On March 29, one cloud that has been hanging over John Paulson, the founder of hedge fund Paulson & Co., finally lifted: A federal judge in Miami agreed to dismiss a class action lawsuit filed against the firm in 2012 by investor Hugh Culverhouse. The lawsuit had accused Paulson of failing to conduct adequate due diligence on his investment in a Chinese forestry company called Sino-Forest in 2011. Sino-Forest’s stock then plummeted and Canadian securities regulators filed fraud charges against the company, which led to around $100 million in losses for Paulson’s Advantage fund. The firm said Culverhouse’s suit was without merit.
Paulson became famous after making billions of dollars shorting the housing market in 2007, after which new investors piled into his funds, which grew to more than $30 billion. His fortunes shifted in 2011, when his two largest funds, Advantage and Advantage Plus, plunged 36 percent and 52 percent, respectively. The double-digit losses continued through last year. “We had built up a great track record—in 18 years, we only had two down years, one of which was last year,” Paulson told me at the time. “That drawdown was disappointing, but you can’t think about the past. You have to think about the future.”
This year, Advantage and Advantage plus were respectively down 2.5 and 3.5 percent at the end of February. Not long afterward, Bloomberg News reported that Paulson was contemplating moving to Puerto Rico in order to reduce his taxes, scoping out lavish San Juan homes that could accommodate his wife and their two daughters. Paulson later issued a statement backing away from the plans.

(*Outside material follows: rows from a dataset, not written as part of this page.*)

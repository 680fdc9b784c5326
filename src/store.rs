//! DuckDB-backed snapshot store with day-bucketed upserts and pivot views.
//!
//! Two tables hold the history, one row per key per UTC day:
//! - `entity_floor_history`: collection floor price in the base asset
//! - `exchange_rate_history`: base-asset exchange rate per currency
//!
//! Two views pivot them by day across currencies for the history queries.
//! The view columns are generated from the configured asset and currency
//! codes, so adding a currency only needs a reopen.

use crate::config;
use crate::error::{FloorwatchError, Result};
use crate::models::HistoryRow;
use chrono::{DateTime, NaiveDate, Utc};
use duckdb::{types::ValueRef, Connection as DuckDbConnection};
use rust_decimal::Decimal;
use serde::de::DeserializeOwned;
use std::collections::HashMap;
use std::path::Path;
use std::sync::{Arc, Mutex, MutexGuard};

pub const ENTITY_TABLE: &str = "entity_floor_history";
pub const RATE_TABLE: &str = "exchange_rate_history";
pub const ENTITY_VIEW: &str = "v_entity_prices_per_day";
pub const COMBINED_VIEW: &str = "v_combined_prices_per_day";

const SCHEMA_SQL: &str = r#"
CREATE SEQUENCE IF NOT EXISTS entity_floor_history_id_seq START 1;
CREATE SEQUENCE IF NOT EXISTS exchange_rate_history_id_seq START 1;

CREATE TABLE IF NOT EXISTS entity_floor_history (
    id BIGINT NOT NULL DEFAULT nextval('entity_floor_history_id_seq'),
    symbol VARCHAR NOT NULL,
    day DATE NOT NULL,
    recorded_at TIMESTAMP NOT NULL,
    floor_price DOUBLE NOT NULL,
    PRIMARY KEY (symbol, day)
);

CREATE TABLE IF NOT EXISTS exchange_rate_history (
    id BIGINT NOT NULL DEFAULT nextval('exchange_rate_history_id_seq'),
    currency VARCHAR NOT NULL,
    day DATE NOT NULL,
    recorded_at TIMESTAMP NOT NULL,
    rate DOUBLE NOT NULL,
    PRIMARY KEY (currency, day)
);
"#;

// A single statement keyed by the primary key: concurrent writers for the
// same (key, day) cannot produce two rows, and the row keeps its id.
const UPSERT_ENTITY_SQL: &str = r#"
INSERT INTO entity_floor_history (symbol, day, recorded_at, floor_price)
VALUES (?, CAST(? AS DATE), CAST(? AS TIMESTAMP), CAST(? AS DOUBLE))
ON CONFLICT (symbol, day) DO UPDATE SET
    recorded_at = excluded.recorded_at,
    floor_price = excluded.floor_price
"#;

const UPSERT_RATE_SQL: &str = r#"
INSERT INTO exchange_rate_history (currency, day, recorded_at, rate)
VALUES (?, CAST(? AS DATE), CAST(? AS TIMESTAMP), CAST(? AS DOUBLE))
ON CONFLICT (currency, day) DO UPDATE SET
    recorded_at = excluded.recorded_at,
    rate = excluded.rate
"#;

/// Format a UTC day the way the store binds and returns it.
pub fn format_day(day: NaiveDate) -> String {
    day.format("%Y-%m-%d").to_string()
}

fn format_timestamp(at: DateTime<Utc>) -> String {
    at.format("%Y-%m-%d %H:%M:%S").to_string()
}

/// Persists collector and rate-fetcher output as day-granular history.
///
/// Cheap to clone; clones share one DuckDB connection behind a mutex, so the
/// store can be handed to the scheduler and to request handlers at once.
#[derive(Clone)]
pub struct SnapshotStore {
    conn: Arc<Mutex<DuckDbConnection>>,
    base: String,
    currencies: Vec<String>,
}

impl SnapshotStore {
    /// Open (or create) a database file.
    pub fn open<P: AsRef<Path>>(path: P, base: &str, currencies: &[String]) -> Result<Self> {
        if let Some(parent) = path.as_ref().parent() {
            if !parent.as_os_str().is_empty() {
                std::fs::create_dir_all(parent)?;
            }
        }
        let conn = DuckDbConnection::open(path)?;
        Self::init(conn, base, currencies)
    }

    /// Open a throwaway in-memory database.
    pub fn open_in_memory(base: &str, currencies: &[String]) -> Result<Self> {
        let conn = DuckDbConnection::open_in_memory()?;
        Self::init(conn, base, currencies)
    }

    fn init(conn: DuckDbConnection, base: &str, currencies: &[String]) -> Result<Self> {
        for code in std::iter::once(base).chain(currencies.iter().map(String::as_str)) {
            if !config::is_valid_code(code) {
                return Err(FloorwatchError::InvalidArgument(format!(
                    "invalid asset or currency code: {code:?}"
                )));
            }
        }

        conn.execute_batch(SCHEMA_SQL)?;
        conn.execute_batch(&entity_view_sql(base, currencies))?;
        conn.execute_batch(&combined_view_sql(base, currencies))?;

        Ok(Self {
            conn: Arc::new(Mutex::new(conn)),
            base: base.to_string(),
            currencies: currencies.to_vec(),
        })
    }

    fn lock(&self) -> MutexGuard<'_, DuckDbConnection> {
        // A panic while holding the lock cannot leave a statement half
        // applied; each DuckDB statement commits or rolls back on its own.
        match self.conn.lock() {
            Ok(guard) => guard,
            Err(poisoned) => poisoned.into_inner(),
        }
    }

    pub fn base_asset(&self) -> &str {
        &self.base
    }

    pub fn currencies(&self) -> &[String] {
        &self.currencies
    }

    /// Pivot columns of both views: the base asset, then each currency.
    pub fn value_columns(&self) -> Vec<String> {
        std::iter::once(self.base.clone())
            .chain(self.currencies.iter().cloned())
            .collect()
    }

    /// Record a collection's floor price for `day`, replacing any value
    /// already written that day.
    pub fn upsert_entity_history(
        &self,
        symbol: &str,
        day: NaiveDate,
        recorded_at: DateTime<Utc>,
        floor_price: Decimal,
    ) -> Result<()> {
        self.execute_statement(
            UPSERT_ENTITY_SQL,
            &[
                symbol.to_string(),
                format_day(day),
                format_timestamp(recorded_at),
                floor_price.to_string(),
            ],
        )?;
        Ok(())
    }

    /// Record a currency's exchange rate for `day`, replacing any value
    /// already written that day.
    pub fn upsert_rate_history(
        &self,
        currency: &str,
        day: NaiveDate,
        recorded_at: DateTime<Utc>,
        rate: Decimal,
    ) -> Result<()> {
        self.execute_statement(
            UPSERT_RATE_SQL,
            &[
                currency.to_string(),
                format_day(day),
                format_timestamp(recorded_at),
                rate.to_string(),
            ],
        )?;
        Ok(())
    }

    /// Stored floor-price rows for one collection, oldest first.
    pub fn entity_rows(&self, symbol: &str) -> Result<Vec<HistoryRow>> {
        let sql = format!(
            "SELECT id, symbol AS key, strftime(day, '%Y-%m-%d') AS day, \
             strftime(recorded_at, '%Y-%m-%d %H:%M:%S') AS recorded_at, \
             floor_price AS value \
             FROM {ENTITY_TABLE} WHERE symbol = ? ORDER BY day ASC"
        );
        self.execute_into(&sql, &[symbol.to_string()])
    }

    /// Stored rate rows for one currency, oldest first.
    pub fn rate_rows(&self, currency: &str) -> Result<Vec<HistoryRow>> {
        let sql = format!(
            "SELECT id, currency AS key, strftime(day, '%Y-%m-%d') AS day, \
             strftime(recorded_at, '%Y-%m-%d %H:%M:%S') AS recorded_at, \
             rate AS value \
             FROM {RATE_TABLE} WHERE currency = ? ORDER BY day ASC"
        );
        self.execute_into(&sql, &[currency.to_string()])
    }

    /// Run a statement that returns no rows. Returns the affected row count.
    pub fn execute_statement(&self, sql: &str, params: &[String]) -> Result<usize> {
        let conn = self.lock();
        let changed = conn.execute(sql, bind(params).as_slice())?;
        Ok(changed)
    }

    /// Execute SQL and return results as a `Vec` of `HashMap`s.
    ///
    /// Each row is represented as a `HashMap<String, serde_json::Value>`.
    pub fn execute(
        &self,
        sql: &str,
        params: &[String],
    ) -> Result<Vec<HashMap<String, serde_json::Value>>> {
        let conn = self.lock();
        let mut stmt = conn.prepare(sql)?;

        let param_values = bind(params);
        let mut rows_result = stmt.query(param_values.as_slice())?;

        // Column metadata is only available once the query has run.
        let column_names: Vec<String> = rows_result
            .as_ref()
            .map(|s| s.column_names().into_iter().map(|c| c.to_string()).collect())
            .ok_or_else(|| FloorwatchError::InvalidArgument("statement has no columns".into()))?;

        let mut out: Vec<HashMap<String, serde_json::Value>> = Vec::new();

        while let Some(row) = rows_result.next()? {
            let mut map = HashMap::new();
            for (i, col_name) in column_names.iter().enumerate() {
                map.insert(col_name.clone(), convert_value_ref(row.get_ref(i)?));
            }
            out.push(map);
        }

        Ok(out)
    }

    /// Execute SQL and deserialize each row into type `T`.
    pub fn execute_into<T: DeserializeOwned>(&self, sql: &str, params: &[String]) -> Result<Vec<T>> {
        let rows = self.execute(sql, params)?;
        let mut results = Vec::with_capacity(rows.len());
        for row in rows {
            let value = serde_json::Value::Object(row.into_iter().collect());
            results.push(serde_json::from_value(value)?);
        }
        Ok(results)
    }

    /// Execute SQL and return the first column of the first row.
    ///
    /// Returns `None` if the result set is empty.
    pub fn execute_scalar(&self, sql: &str, params: &[String]) -> Result<Option<serde_json::Value>> {
        let conn = self.lock();
        let mut stmt = conn.prepare(sql)?;
        let param_values = bind(params);
        let mut rows = stmt.query(param_values.as_slice())?;

        if let Some(row) = rows.next()? {
            Ok(Some(convert_value_ref(row.get_ref(0)?)))
        } else {
            Ok(None)
        }
    }

    /// Number of rows in one of the history tables.
    pub fn row_count(&self, table: &str) -> Result<i64> {
        if table != ENTITY_TABLE && table != RATE_TABLE {
            return Err(FloorwatchError::NotFound(format!("unknown table: {table}")));
        }
        let count = self
            .execute_scalar(&format!("SELECT COUNT(*) FROM {table}"), &[])?
            .and_then(|v| v.as_i64())
            .unwrap_or(0);
        Ok(count)
    }
}

/// Per-collection view: the floor price in the base asset, and the floor
/// price times that day's rate for each currency (NULL if no rate that day).
fn entity_view_sql(base: &str, currencies: &[String]) -> String {
    let mut cols = vec![format!("e.floor_price AS \"{base}\"")];
    for currency in currencies {
        cols.push(format!(
            "e.floor_price * MAX(CASE WHEN r.currency = '{currency}' THEN r.rate END) AS \"{currency}\""
        ));
    }
    format!(
        "CREATE OR REPLACE VIEW {ENTITY_VIEW} AS \
         SELECT e.day AS day, e.symbol AS symbol, {} \
         FROM {ENTITY_TABLE} e \
         LEFT JOIN {RATE_TABLE} r ON r.day = e.day \
         GROUP BY e.day, e.symbol, e.floor_price",
        cols.join(", ")
    )
}

/// Combined view: per-day sum of the per-collection view, so the aggregate
/// always equals the sum of its parts.
fn combined_view_sql(base: &str, currencies: &[String]) -> String {
    let cols: Vec<String> = std::iter::once(base)
        .chain(currencies.iter().map(String::as_str))
        .map(|code| format!("SUM(\"{code}\") AS \"{code}\""))
        .collect();
    format!(
        "CREATE OR REPLACE VIEW {COMBINED_VIEW} AS \
         SELECT day, {} FROM {ENTITY_VIEW} GROUP BY day",
        cols.join(", ")
    )
}

fn bind(params: &[String]) -> Vec<&dyn duckdb::ToSql> {
    params.iter().map(|p| p as &dyn duckdb::ToSql).collect()
}

/// Convert a DuckDB `ValueRef` to a `serde_json::Value`.
fn convert_value_ref(val: ValueRef<'_>) -> serde_json::Value {
    match val {
        ValueRef::Null => serde_json::Value::Null,
        ValueRef::Boolean(b) => serde_json::Value::Bool(b),
        ValueRef::TinyInt(n) => serde_json::Value::Number(n.into()),
        ValueRef::SmallInt(n) => serde_json::Value::Number(n.into()),
        ValueRef::Int(n) => serde_json::Value::Number(n.into()),
        ValueRef::BigInt(n) => serde_json::Value::Number(n.into()),
        ValueRef::HugeInt(n) => {
            if let Ok(i) = i64::try_from(n) {
                serde_json::Value::Number(i.into())
            } else {
                serde_json::Value::String(n.to_string())
            }
        }
        ValueRef::Float(f) => serde_json::Number::from_f64(f as f64)
            .map(serde_json::Value::Number)
            .unwrap_or(serde_json::Value::Null),
        ValueRef::Double(f) => serde_json::Number::from_f64(f)
            .map(serde_json::Value::Number)
            .unwrap_or(serde_json::Value::Null),
        ValueRef::Text(bytes) => serde_json::Value::String(String::from_utf8_lossy(bytes).to_string()),
        // Dates and timestamps are formatted with strftime in SQL instead.
        _ => serde_json::Value::Null,
    }
}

Culverhouse’s suit raised interesting questions for hedge fund investors, especially those who invest in hedge funds through “platforms”—essentially pipelines into hedge funds offered to smaller investors by major banks such as Citigroup (C) and Morgan Stanley (MS). A legal question at the heart of the suit centers on whether the bank platform, or the fund to which it has funneled investor money, may be liable for losses. A complete written order is not yet available, but Judge Marcia G. Cooke wrote in a summary that she was granting Paulson’s motion to dismiss the suit on the grounds that the plaintiff “lacks standing to bring the instant litigation and claim a fiduciary relationship” with the defendants.
A spokesperson for Paulson & Co. declined to comment until the judge’s full order is available. Culverhouse, meanwhile, is troubled by the judge’s decision to notify the parties about the ruling over Easter weekend, an unusual move from a timing perspective. “It is a violation of every principle of American jurisprudence to issue something on a holiday,” he says. “It’s more than strange.”
Paulson also requested this week that a judge dismiss a second lawsuit filed against the firm regarding its involvement in Abacus, a collateralized debt obligation it invested in through Goldman Sachs (GS) in 2007. The CDO was allegedly designed to fail so that Paulson could bet against it. Paulson has denied the charges.